Understanding the Knee

Understanding knee crepitus will be better understood with a little background information on the knee. Three bones make up the knee joint, the femur (thighbone), tibia (shinbone), and patella (kneecap).  The kneecap rests in a valley of the femur bone called the trochlea groove. When the knee moves, the patellar moves up or down within this groove. The patella is surrounded by tissue that provides padding and helps the knee cap stay within the groove.

Between the femur and tibia is a cartilaginous tissue called menisci. There is an inner larger meniscus and a smaller outer meniscus, each meant to cushion the joints and help the bones slide easily as you move. 

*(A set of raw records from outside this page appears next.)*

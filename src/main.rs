// src/main.rs
use axum::{extract::Extension, middleware, routing::get, Json, Router};
use dotenv::dotenv;
use std::env;
use std::{net::SocketAddr, sync::Arc};
use tokio::net::TcpListener;
use tower_http::{cors::CorsLayer, trace::TraceLayer};
use tracing::info;
use tracing_subscriber::EnvFilter;

// ============================================================================
// MODULE IMPORTS
// ============================================================================

mod common;
mod logging_middleware;
mod parser;
mod resumes;
mod services;

// ============================================================================
// COMMON IMPORTS
// ============================================================================

use common::AppState;
use parser::ResumeParser;
use services::ParserResumeService;

const DEFAULT_MAX_UPLOAD_BYTES: usize = 10 * 1024 * 1024;

/// GET /health - Liveness probe
async fn health() -> Json<serde_json::Value> {
    Json(serde_json::json!({ "status": "ok" }))
}

// ============================================================================
// MAIN APPLICATION ENTRY POINT
// ============================================================================

#[tokio::main]
async fn main() -> anyhow::Result<()> {
    dotenv().ok();

    tracing_subscriber::fmt()
        .with_env_filter(
            EnvFilter::try_from_default_env().unwrap_or_else(|_| EnvFilter::new("info")),
        )
        .with_target(false)
        .init();

    // ========================================================================
    // ENVIRONMENT CONFIGURATION
    // ========================================================================

    let max_upload_bytes = env::var("MAX_UPLOAD_BYTES")
        .ok()
        .and_then(|v| v.parse::<usize>().ok())
        .unwrap_or(DEFAULT_MAX_UPLOAD_BYTES);

    // ========================================================================
    // SERVICE INITIALIZATION
    // ========================================================================

    let parser = Arc::new(ResumeParser::new());
    info!(
        skill_keywords = parser.skill_keyword_count(),
        "ResumeParser initialized"
    );

    let resume_service = Arc::new(ParserResumeService::new(parser.clone()));
    info!("ResumeService initialized");

    // ========================================================================
    // APPLICATION STATE
    // ========================================================================

    let app_state = AppState {
        parser,
        resume_service,
        max_upload_bytes,
    };

    let shared = Arc::new(app_state);

    // ========================================================================
    // ROUTER COMPOSITION
    // ========================================================================

    let app = Router::new()
        .route("/health", get(health))
        // ====================================================================
        // RESUME PARSING ROUTES
        // ====================================================================
        .merge(resumes::resumes_routes())
        // ====================================================================
        // MIDDLEWARE AND LAYERS
        // ====================================================================
        // Add request/response body logging in debug mode
        .layer(middleware::from_fn(logging_middleware::log_request_response))
        .layer(Extension(shared.clone()))
        .layer({
            // Get CORS origins from environment variable
            let cors_origins = std::env::var("CORS_ORIGINS")
                .unwrap_or_else(|_| "http://localhost:3000,http://localhost:5173".to_string());

            let origins: Vec<axum::http::HeaderValue> = cors_origins
                .split(',')
                .filter_map(|origin| origin.trim().parse().ok())
                .collect();

            CorsLayer::new()
                .allow_origin(origins)
                .allow_methods([
                    axum::http::Method::GET,
                    axum::http::Method::POST,
                    axum::http::Method::OPTIONS,
                ])
                .allow_headers([
                    axum::http::header::CONTENT_TYPE,
                    axum::http::HeaderName::from_static("x-request-id"),
                ])
                .allow_credentials(true)
        })
        .layer(TraceLayer::new_for_http());

    // ========================================================================
    // SERVER STARTUP
    // ========================================================================

    let port = std::env::var("PORT")
        .ok()
        .and_then(|p| p.parse::<u16>().ok())
        .unwrap_or(8080);

    let addr = SocketAddr::from(([0, 0, 0, 0], port));
    info!("Listening on {}", addr);
    let listener = TcpListener::bind(addr).await?;
    axum::serve(listener, app.into_make_service()).await?;

    Ok(())
}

The underside of the kneecap also has a lining of cartilage. This cartilage “rubs” against the end of the femur in the trochlear area. With normal wear, it can sometimes start to cause grinding and crepitus.

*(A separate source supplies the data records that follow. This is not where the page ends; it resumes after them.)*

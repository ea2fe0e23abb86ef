// src/common/id_generator.rs
//! Crockford Base32 ID Generator
//!
//! Generates human-readable, prefixed IDs using Crockford Base32 encoding.
//! Format: PREFIX_XXXXXX (e.g., R_K7NP3X for resumes)
//!
//! Benefits:
//! - No ambiguous characters (excludes I, L, O, U)
//! - Case-insensitive
//! - ~1 billion combinations per entity type (32^6)
//! - Easy to read, type, and communicate verbally

use rand::Rng;

/// Crockford Base32 alphabet (excludes I, L, O, U to avoid confusion)
const CROCKFORD_ALPHABET: &[u8; 32] = b"0123456789ABCDEFGHJKMNPQRSTVWXYZ";

/// Entity type prefixes for ID generation
#[derive(Debug, Clone, Copy)]
pub enum EntityPrefix {
    /// Uploaded resume document (R_)
    Resume,
    /// Parse run over a resume (P_)
    Parse,
}

impl EntityPrefix {
    /// Get the string prefix for this entity type
    pub fn as_str(&self) -> &'static str {
        match self {
            EntityPrefix::Resume => "R",
            EntityPrefix::Parse => "P",
        }
    }
}

/// Generate a random Crockford Base32 string of specified length
fn generate_crockford_string(length: usize) -> String {
    let mut rng = rand::thread_rng();
    (0..length)
        .map(|_| {
            let idx = rng.gen_range(0..32);
            CROCKFORD_ALPHABET[idx] as char
        })
        .collect()
}

/// Generate a prefixed ID using Crockford Base32 encoding
///
/// # Arguments
/// * `prefix` - The entity type prefix
///
/// # Returns
/// A string in format "PREFIX_XXXXXX" (e.g., "R_8MWQT2")
pub fn generate_id(prefix: EntityPrefix) -> String {
    format!("{}_{}", prefix.as_str(), generate_crockford_string(6))
}

/// Generate a Resume ID (R_XXXXXX)
pub fn generate_resume_id() -> String {
    generate_id(EntityPrefix::Resume)
}

/// Generate a Parse ID (P_XXXXXX)
pub fn generate_parse_id() -> String {
    generate_id(EntityPrefix::Parse)
}

#[cfg(test)]
mod tests {
    use super::*;
    use std::collections::HashSet;

    #[test]
    fn test_generate_id_format() {
        let resume_id = generate_resume_id();
        assert!(resume_id.starts_with("R_"));
        assert_eq!(resume_id.len(), 8); // "R_" + 6 chars

        let parse_id = generate_parse_id();
        assert!(parse_id.starts_with("P_"));
        assert_eq!(parse_id.len(), 8);
    }

    #[test]
    fn test_crockford_alphabet_only() {
        let id = generate_resume_id();
        let random_part = &id[2..]; // Skip "R_"

        for c in random_part.chars() {
            assert!(
                CROCKFORD_ALPHABET.contains(&(c as u8)),
                "Character '{}' not in Crockford alphabet",
                c
            );
        }

        // Verify no ambiguous characters
        assert!(!random_part.contains('I'));
        assert!(!random_part.contains('L'));
        assert!(!random_part.contains('O'));
        assert!(!random_part.contains('U'));
    }

    #[test]
    fn test_uniqueness() {
        let mut ids = HashSet::new();
        for _ in 0..1000 {
            let id = generate_parse_id();
            assert!(ids.insert(id), "Duplicate ID generated");
        }
    }
}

Knee crepitus can happen at any age, yet it does become more frequent as we age. Crepitus is often harmless, but if it happens after a trauma or if there is pain and swelling this could be a sign that you have an injury. Some normal (and harmless) reasons crepitus occurs is due to a natural process of air bubbles developing in the joint, and popping (think cracking your knuckles). 

This sound is usually a “Cracking” or “popping” sound.  Another cause for crepitus is when tendons or ligaments rub and snap over the bony structures in the knee.  This usually is also harmless, and unless you develop pain with this sensation you can usually ignore it.  Unfortunately, some crepitus is associated with knee injuries such as patellofemoral pain syndrome (PFS), torn cartilage, or osteoarthritis (OA).

Causes of Crepitus


Air Bubbles

Most joints, including the knee, are surrounded by a joint capsule and filled with fluid to help lubricate the joint.  The inside of this capsule needs to maintain constant pressure, but sometimes this can change with movement.  To compensate for changes in fluid volume, the body forms tiny air bubbles to compensate.  When the joint moves and puts pressure on the tissues the bubbles can ‘burst’, making a popping or cracking sound. 

Injury to Tissue around the Knee

Soft tissues around joints can swell if damaged or irritated. This could be due to a fall or unexpected injury, like a twisting force.  If there is pain or changes in how the joint moves, like a catching sensation, it can be from an injury to the meniscus, scar tissue or a tendon is moving over a protruding bone within the joint. 

Wear and Tear

When the pressure between the kneecap and the femur is greater than usual, the cartilage in the joint can start to soften and wear away. This can happen with age but also with changes or increases in activity.  This is often described as a “rubbing” sensation.

Torn Cartilage

Cartilage within the knee can tear over time, during twisting motions within the knee, or pivoting motions. A torn cartilage can cause swelling, stiffness, and difficulty moving the knee. When the meniscus tears, it can feel like a popping sensation according to the American Academy of Orthopedic Surgeons. Often people report a “catching” or even “locking” sensation in the knee.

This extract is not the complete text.